Instructions to follow — Nothing but a number should be returned: the count of lines in the records that contain "InputSender".

Record excerpts —
=== Section Start ===
//! Intent input plumbing
//!
//! Producers (controllers, scripted players) push intents through a bounded
//! crossbeam channel; the frame loop drains it once per frame into an
//! [`IntentTable`] holding the latest intent per player.

use crossbeam_channel::{bounded, Receiver, Sender, TrySendError};
use hashbrown::HashMap;
use rustc_hash::FxBuildHasher;

use crate::game::entity::PlayerId;
use crate::util::vec2::Vec2;

/// Per-frame control sample for one player
#[derive(Debug, Clone, Copy, Default, PartialEq)]
pub struct Intent {
    /// Unit vector or zero
    pub move_dir: Vec2,
    /// Unit vector or zero
    pub aim_dir: Vec2,
    pub fire: bool,
}

impl Intent {
    /// Build an intent, normalizing both directions (non-finite input becomes zero)
    pub fn new(move_dir: Vec2, aim_dir: Vec2, fire: bool) -> Self {
        Self {
            move_dir: move_dir.normalize(),
            aim_dir: aim_dir.normalize(),
            fire,
        }
    }

    /// Whether the player is steering the turret this frame
    #[inline]
    pub fn is_aiming(&self) -> bool {
        !self.aim_dir.is_zero(1e-6)
    }
}

#[derive(Debug, Clone, Copy, PartialEq)]
pub struct IntentMessage {
    pub player_id: PlayerId,
    pub intent: Intent,
}

#[derive(Debug, Clone, Copy, PartialEq, Eq, thiserror::Error)]
pub enum InputBufferError {
    /// Buffer is full (backpressure)
    #[error("Intent buffer is full")]
    Full,
    /// Frame loop dropped the receiver
    #[error("Intent buffer disconnected")]
    Disconnected,
}

impl<T> From<TrySendError<T>> for InputBufferError {
    fn from(e: TrySendError<T>) -> Self {
        match e {
            TrySendError::Full(_) => InputBufferError::Full,
            TrySendError::Disconnected(_) => InputBufferError::Disconnected,
        }
    }
}

/// Bounded MPSC intent queue drained by the frame loop
pub struct InputBuffer {
    sender: Sender<IntentMessage>,
    receiver: Receiver<IntentMessage>,
    capacity: usize,
}

impl InputBuffer {
    /// Capacity should cover every intent produced between two frames
    pub fn new(capacity: usize) -> Self {
        let (sender, receiver) = bounded(capacity);
        Self {
            sender,
            receiver,
            capacity,
        }
    }

    /// Handle for a producer; each producer holds its own clone
    pub fn sender(&self) -> InputSender {
        InputSender {
            sender: self.sender.clone(),
        }
    }

    /// Non-blocking submit from the loop's side
    #[inline]
    pub fn try_submit(&self, player_id: PlayerId, intent: Intent) -> Result<(), InputBufferError> {
        self.sender.try_send(IntentMessage { player_id, intent })?;
        Ok(())
    }

    /// Take everything queued since the last frame, in submission order
    pub fn drain(&self) -> Vec<IntentMessage> {
        self.receiver.try_iter().collect()
    }

    /// Drain straight into the intent table; returns how many messages were applied
    pub fn drain_into(&self, table: &mut IntentTable) -> usize {
        let mut applied = 0;
        for message in self.receiver.try_iter() {
            table.set(message.player_id, message.intent);
            applied += 1;
        }
        applied
    }

    #[inline]
    pub fn pending_count(&self) -> usize {
        self.receiver.len()
    }

    #[inline]
    pub fn is_empty(&self) -> bool {
        self.receiver.is_empty()
    }

    #[inline]
    pub fn capacity(&self) -> usize {
        self.capacity
    }
}

impl Default for InputBuffer {
    fn default() -> Self {
        // A few frames of intents for a full local arena
        Self::new(256)
    }
}

/// Clonable producer handle
#[derive(Clone)]
pub struct InputSender {
    sender: Sender<IntentMessage>,
}

impl InputSender {
    #[inline]
    pub fn try_send(&self, player_id: PlayerId, intent: Intent) -> Result<(), InputBufferError> {
        self.sender.try_send(IntentMessage { player_id, intent })?;
        Ok(())
    }
}

/// Latest intent per player. Players without an intent source coast.
#[derive(Debug, Clone, Default)]
pub struct IntentTable {
    intents: HashMap<PlayerId, Intent, FxBuildHasher>,
}

impl IntentTable {
    pub fn new() -> Self {
        Self::default()
    }

    pub fn set(&mut self, player_id: PlayerId, intent: Intent) {
        self.intents.insert(player_id, intent);
    }

    /// Intent for `player_id`, or the zero intent when none is bound
    #[inline]
    pub fn get(&self, player_id: PlayerId) -> Intent {
        self.intents.get(&player_id).copied().unwrap_or_default()
    }

    pub fn remove(&mut self, player_id: PlayerId) -> Option<Intent> {
        self.intents.remove(&player_id)
    }

    pub fn len(&self) -> usize {
        self.intents.len()
    }

    pub fn is_empty(&self) -> bool {
        self.intents.is_empty()
    }
}

#[cfg(test)]
mod tests {
    use super::*;

    fn intent(x: f32, fire: bool) -> Intent {
        Intent::new(Vec2::new(x, 0.0), Vec2::new(0.0, 1.0), fire)
    }

    #[test]
    fn test_submit_and_drain_in_order() {
        let buffer = InputBuffer::new(10);

        buffer.try_submit(1, intent(1.0, false)).unwrap();
        buffer.try_submit(2, intent(-1.0, true)).unwrap();
        buffer.try_submit(1, intent(-1.0, false)).unwrap();
        assert_eq!(buffer.pending_count(), 3);

        let messages = buffer.drain();
        assert_eq!(messages.len(), 3);
        assert_eq!(messages[0].player_id, 1);
        assert_eq!(messages[1].player_id, 2);
        assert!(messages[1].intent.fire);
        assert!(buffer.is_empty());
    }

    #[test]
    fn test_backpressure() {
        let buffer = InputBuffer::new(2);
        buffer.try_submit(0, intent(1.0, false)).unwrap();
        buffer.try_submit(0, intent(1.0, false)).unwrap();
        assert_eq!(buffer.try_submit(0, intent(1.0, false)), Err(InputBufferError::Full));

        buffer.drain();
        assert!(buffer.try_submit(0, intent(1.0, false)).is_ok());
    }

    #[test]
    fn test_sender_clones_share_queue() {
        let buffer = InputBuffer::new(10);
        let a = buffer.sender();
        let b = a.clone();
        a.try_send(0, intent(1.0, false)).unwrap();
        b.try_send(1, intent(1.0, false)).unwrap();
        assert_eq!(buffer.drain().len(), 2);
    }

    #[test]
    fn test_disconnected_sender() {
        let buffer = InputBuffer::new(4);
        let sender = buffer.sender();
        drop(buffer);
        assert_eq!(
            sender.try_send(0, Intent::default()),
            Err(InputBufferError::Disconnected)
        );
    }

    #[test]
    fn test_drain_into_keeps_latest_intent() {
        let buffer = InputBuffer::new(10);
        let mut table = IntentTable::new();
        buffer.try_submit(4, intent(1.0, false)).unwrap();
        buffer.try_submit(4, intent(-1.0, true)).unwrap();

        assert_eq!(buffer.drain_into(&mut table), 2);
        let latest = table.get(4);
        assert_eq!(latest.move_dir, Vec2::new(-1.0, 0.0));
        assert!(latest.fire);
        assert_eq!(table.len(), 1);
    }

    #[test]
    fn test_unknown_player_gets_zero_intent() {
        let table = IntentTable::new();
        let intent = table.get(99);
        assert_eq!(intent, Intent::default());
        assert!(!intent.is_aiming());
    }

    #[test]
    fn test_intent_normalizes_directions() {
        let intent = Intent::new(Vec2::new(3.0, 4.0), Vec2::new(f32::NAN, 1.0), false);
        assert!((intent.move_dir.length() - 1.0).abs() < 1e-6);
        assert_eq!(intent.aim_dir, Vec2::ZERO);
    }
}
=== Section End ===
Written response — 4